Feb 3, 2018

Here We Go Again

     The Social Security Administration is planning to review the cases of 2,000 more of Eric Conn's former clients.
     And, there's this"Officials say additional information has been received from Conn which implicated another bribery scheme. This scheme involves at least one other judge."

5 comments:

Anonymous said...

How far does this go back too?

Didn't Federal Judge Thapar put a "Statute Of Limitations" on how far the SSA could back ... or is this from another Judge?
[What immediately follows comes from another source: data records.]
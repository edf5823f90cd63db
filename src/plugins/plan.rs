//! Daily plans: execution truth.
//!
//! A plan is the record of what actually happened on a day. While open,
//! entries move freely between PENDING, COMPLETED, and MISSED; the moment
//! the day is closed the record is permanent. The closed check runs at
//! every mutation entry point rather than centrally; there is no path
//! around it.

use crate::core::broker::DbBroker;
use crate::core::error::TidelogError;
use crate::core::time;
use crate::interp::InterpContext;
use crate::interp::bus::{PublishReport, publish_fact};
use crate::interp::fact::{Fact, FactKind};
use crate::plugins::{task, user};
use chrono::{Datelike, NaiveDate, Weekday};
use clap::ValueEnum;
use rusqlite::{Connection, OptionalExtension, params};
use serde::{Deserialize, Serialize};
use ulid::Ulid;

#[derive(Copy, Clone, Debug, Eq, PartialEq, Serialize, Deserialize, ValueEnum)]
#[serde(rename_all = "SCREAMING_SNAKE_CASE")]
pub enum EntryStatus {
    Pending,
    Completed,
    Missed,
}

impl EntryStatus {
    pub fn as_str(&self) -> &'static str {
        match self {
            EntryStatus::Pending => "PENDING",
            EntryStatus::Completed => "COMPLETED",
            EntryStatus::Missed => "MISSED",
        }
    }

    pub fn parse(s: &str) -> Result<Self, TidelogError> {
        match s {
            "PENDING" => Ok(EntryStatus::Pending),
            "COMPLETED" => Ok(EntryStatus::Completed),
            "MISSED" => Ok(EntryStatus::Missed),
            _ => Err(TidelogError::ValidationError(format!(
                "unknown entry status: {}",
                s
            ))),
        }
    }
}

#[derive(Serialize, Deserialize, Debug, Clone)]
pub struct PlanEntry {
    pub id: String,
    pub plan_id: String,
    pub task_id: String,
    pub status: EntryStatus,
}

#[derive(Serialize, Deserialize, Debug, Clone)]
pub struct DailyPlan {
    pub id: String,
    pub user_id: String,
    pub day: NaiveDate,
    pub closed: bool,
    pub created_at: String,
    pub updated_at: String,
    pub entries: Vec<PlanEntry>,
}

// Guard at every mutation entry point: a closed plan is execution truth,
// and execution truth does not change.
fn require_open(p: &DailyPlan) -> Result<(), TidelogError> {
    if p.closed {
        return Err(TidelogError::DomainViolation(format!(
            "daily plan for {} on {} is closed",
            p.user_id, p.day
        )));
    }
    Ok(())
}

pub fn load_plan(
    conn: &Connection,
    user_id: &str,
    day: NaiveDate,
) -> Result<Option<DailyPlan>, TidelogError> {
    let header: Option<(String, String, String, i64, String, String)> = conn
        .query_row(
            "SELECT id, user_id, day, closed, created_at, updated_at
             FROM daily_plans WHERE user_id = ?1 AND day = ?2",
            params![user_id, time::format_day(day)],
            |row| {
                Ok((
                    row.get(0)?,
                    row.get(1)?,
                    row.get(2)?,
                    row.get(3)?,
                    row.get(4)?,
                    row.get(5)?,
                ))
            },
        )
        .optional()?;
    let Some((id, user_id, day_raw, closed, created_at, updated_at)) = header else {
        return Ok(None);
    };

    let mut stmt = conn.prepare(
        "SELECT id, plan_id, task_id, status FROM plan_entries
         WHERE plan_id = ?1 ORDER BY id",
    )?;
    let rows = stmt.query_map([&id], |row| {
        Ok((
            row.get::<_, String>(0)?,
            row.get::<_, String>(1)?,
            row.get::<_, String>(2)?,
            row.get::<_, String>(3)?,
        ))
    })?;
    let mut entries = Vec::new();
    for row in rows {
        let (id, plan_id, task_id, status) = row?;
        entries.push(PlanEntry {
            id,
            plan_id,
            task_id,
            status: EntryStatus::parse(&status)?,
        });
    }

    Ok(Some(DailyPlan {
        id,
        user_id,
        day: time::parse_day(&day_raw).map_err(TidelogError::ValidationError)?,
        closed: closed != 0,
        created_at,
        updated_at,
        entries,
    }))
}

fn require_plan(
    conn: &Connection,
    user_id: &str,
    day: NaiveDate,
) -> Result<DailyPlan, TidelogError> {
    load_plan(conn, user_id, day)?
        .ok_or_else(|| TidelogError::NotFound(format!("daily plan for {} on {}", user_id, day)))
}

fn insert_entry(
    conn: &Connection,
    plan_id: &str,
    user_id: &str,
    task_id: &str,
) -> Result<(), TidelogError> {
    let t = task::require_task(conn, task_id)?;
    if t.user_id != user_id {
        return Err(TidelogError::ValidationError(format!(
            "task {} belongs to {}, not {}",
            task_id, t.user_id, user_id
        )));
    }
    conn.execute(
        "INSERT OR IGNORE INTO plan_entries(id, plan_id, task_id, status)
         VALUES(?1, ?2, ?3, 'PENDING')",
        params![format!("E_{}", Ulid::new()), plan_id, task_id],
    )?;
    Ok(())
}

/// Create the open plan for a user and day. One plan per (user, day).
pub fn plan_day(
    cx: &InterpContext,
    user_id: &str,
    day: NaiveDate,
    task_ids: &[String],
) -> Result<DailyPlan, TidelogError> {
    let id = format!("P_{}", Ulid::new());
    let at = cx.clock.stamp();
    let broker = DbBroker::new(&cx.store.root);
    broker.with_conn(&cx.store.db_path(), &cx.config.actor, "plan.day", |conn| {
        user::require_user(conn, user_id)?;
        if load_plan(conn, user_id, day)?.is_some() {
            return Err(TidelogError::ValidationError(format!(
                "{} already has a plan for {}; add entries to it instead",
                user_id, day
            )));
        }
        conn.execute(
            "INSERT INTO daily_plans(id, user_id, day, closed, created_at, updated_at)
             VALUES(?1, ?2, ?3, 0, ?4, ?4)",
            params![id, user_id, time::format_day(day), at],
        )?;
        for task_id in task_ids {
            insert_entry(conn, &id, user_id, task_id)?;
        }
        require_plan(conn, user_id, day)
    })
}

pub fn add_entry(
    cx: &InterpContext,
    user_id: &str,
    day: NaiveDate,
    task_id: &str,
) -> Result<DailyPlan, TidelogError> {
    let broker = DbBroker::new(&cx.store.root);
    broker.with_conn(&cx.store.db_path(), &cx.config.actor, "plan.entry.add", |conn| {
        let p = require_plan(conn, user_id, day)?;
        require_open(&p)?;
        if p.entries.iter().any(|e| e.task_id == task_id) {
            return Err(TidelogError::ValidationError(format!(
                "task {} is already planned for {}",
                task_id, day
            )));
        }
        insert_entry(conn, &p.id, user_id, task_id)?;
        touch(conn, &p.id, &cx.clock.stamp())?;
        require_plan(conn, user_id, day)
    })
}

pub fn complete_entry(
    cx: &InterpContext,
    user_id: &str,
    day: NaiveDate,
    task_id: &str,
) -> Result<DailyPlan, TidelogError> {
    resolve_entry(cx, user_id, day, task_id, EntryStatus::Completed)
}

pub fn miss_entry(
    cx: &InterpContext,
    user_id: &str,
    day: NaiveDate,
    task_id: &str,
) -> Result<DailyPlan, TidelogError> {
    resolve_entry(cx, user_id, day, task_id, EntryStatus::Missed)
}

// Entries resolve exactly once: PENDING -> COMPLETED or PENDING -> MISSED.
fn resolve_entry(
    cx: &InterpContext,
    user_id: &str,
    day: NaiveDate,
    task_id: &str,
    to: EntryStatus,
) -> Result<DailyPlan, TidelogError> {
    let broker = DbBroker::new(&cx.store.root);
    broker.with_conn(&cx.store.db_path(), &cx.config.actor, "plan.entry.resolve", |conn| {
        let p = require_plan(conn, user_id, day)?;
        require_open(&p)?;
        let entry = p
            .entries
            .iter()
            .find(|e| e.task_id == task_id)
            .ok_or_else(|| {
                TidelogError::NotFound(format!("no entry for task {} on {}", task_id, day))
            })?;
        if entry.status != EntryStatus::Pending {
            return Err(TidelogError::ValidationError(format!(
                "entry for task {} on {} is already {}",
                task_id,
                day,
                entry.status.as_str()
            )));
        }
        conn.execute(
            "UPDATE plan_entries SET status = ?1 WHERE id = ?2",
            params![to.as_str(), entry.id],
        )?;
        touch(conn, &p.id, &cx.clock.stamp())?;
        require_plan(conn, user_id, day)
    })
}

/// Close the day. One-way: there is no way back to open, and closing an
/// already-closed day is itself a violation.
pub fn close_day(
    cx: &InterpContext,
    user_id: &str,
    day: NaiveDate,
) -> Result<(DailyPlan, PublishReport), TidelogError> {
    let broker = DbBroker::new(&cx.store.root);
    let p = broker.with_conn(&cx.store.db_path(), &cx.config.actor, "plan.close", |conn| {
        let p = require_plan(conn, user_id, day)?;
        require_open(&p)?;
        conn.execute(
            "UPDATE daily_plans SET closed = 1, updated_at = ?1 WHERE id = ?2",
            params![cx.clock.stamp(), p.id],
        )?;
        require_plan(conn, user_id, day)
    })?;

    let fact = Fact::new(user_id, &cx.clock, FactKind::DayClosed { day });
    let report = publish_fact(cx, &fact);
    Ok((p, report))
}

pub fn get_plan(cx: &InterpContext, user_id: &str, day: NaiveDate) -> Result<DailyPlan, TidelogError> {
    let broker = DbBroker::new(&cx.store.root);
    broker.with_conn(&cx.store.db_path(), &cx.config.actor, "plan.get", |conn| {
        require_plan(conn, user_id, day)
    })
}

/// Record a reshuffle of the week's plan. The fact is consumed by the
/// audit side only; no derived state reacts to it.
pub fn update_week(
    cx: &InterpContext,
    user_id: &str,
    week_start: NaiveDate,
) -> Result<PublishReport, TidelogError> {
    if week_start.weekday() != Weekday::Mon {
        return Err(TidelogError::ValidationError(format!(
            "week starts on a Monday; {} is a {:?}",
            week_start,
            week_start.weekday()
        )));
    }
    let broker = DbBroker::new(&cx.store.root);
    broker.with_conn(&cx.store.db_path(), &cx.config.actor, "plan.week", |conn| {
        user::require_user(conn, user_id)?;
        Ok(())
    })?;

    let fact = Fact::new(user_id, &cx.clock, FactKind::WeeklyPlanUpdated { week_start });
    Ok(publish_fact(cx, &fact))
}

fn touch(conn: &Connection, plan_id: &str, at: &str) -> Result<(), TidelogError> {
    conn.execute(
        "UPDATE daily_plans SET updated_at = ?1 WHERE id = ?2",
        params![at, plan_id],
    )?;
    Ok(())
}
I see more suicides coming.



Anonymous said...

How far does this go back too?

Didn't Federal Judge Thapar put a "Statute Of Limitations" on how far the SSA could back ... or is this from another Judge?

Anonymous said...

I think a Judge did do that. Not sure of His/Her name.
From what i am seeing, this is another set of folks that had a different Judge ( other than Judge Daughtery(SP)) during their hearing that had Conn.
Those that see a Dr regularly since getting their SSI/SSDI should be OK. But, it's hard telling with the SSA.
The SSA said the next round could bring new evidence of declining health to the hearing.
Good-Luck to those people.

Anonymous said...

I would hope that most of them are disabled even if they got help to win their cases. If one give up working to wait on a check once a month, they usually are disabled though maybe not by SSA standards. Hopefully, they did use their benefits to get the medical care necessary to substantiate their cases.

Anonymous said...

This sounds decidedly different from the prior cases. SSA readjudicated the prior cases without consideration of the presumably fraudulent evidence involved, resulting in many claimants being found not to have been disabled and therefore overpaid. This sounds more like aggressive and targeted CDRs, potentially resulting in termination of benefits, but not retroactive determination of being not disabled and therefore overpaid. Of course, the sticking point will be formulation of the comparison point decision (CPD) for reference in the medical improvement determination. How will the agency determine the claimant's condition as of the CPD if there is a suspicion that the original decision was erroneous?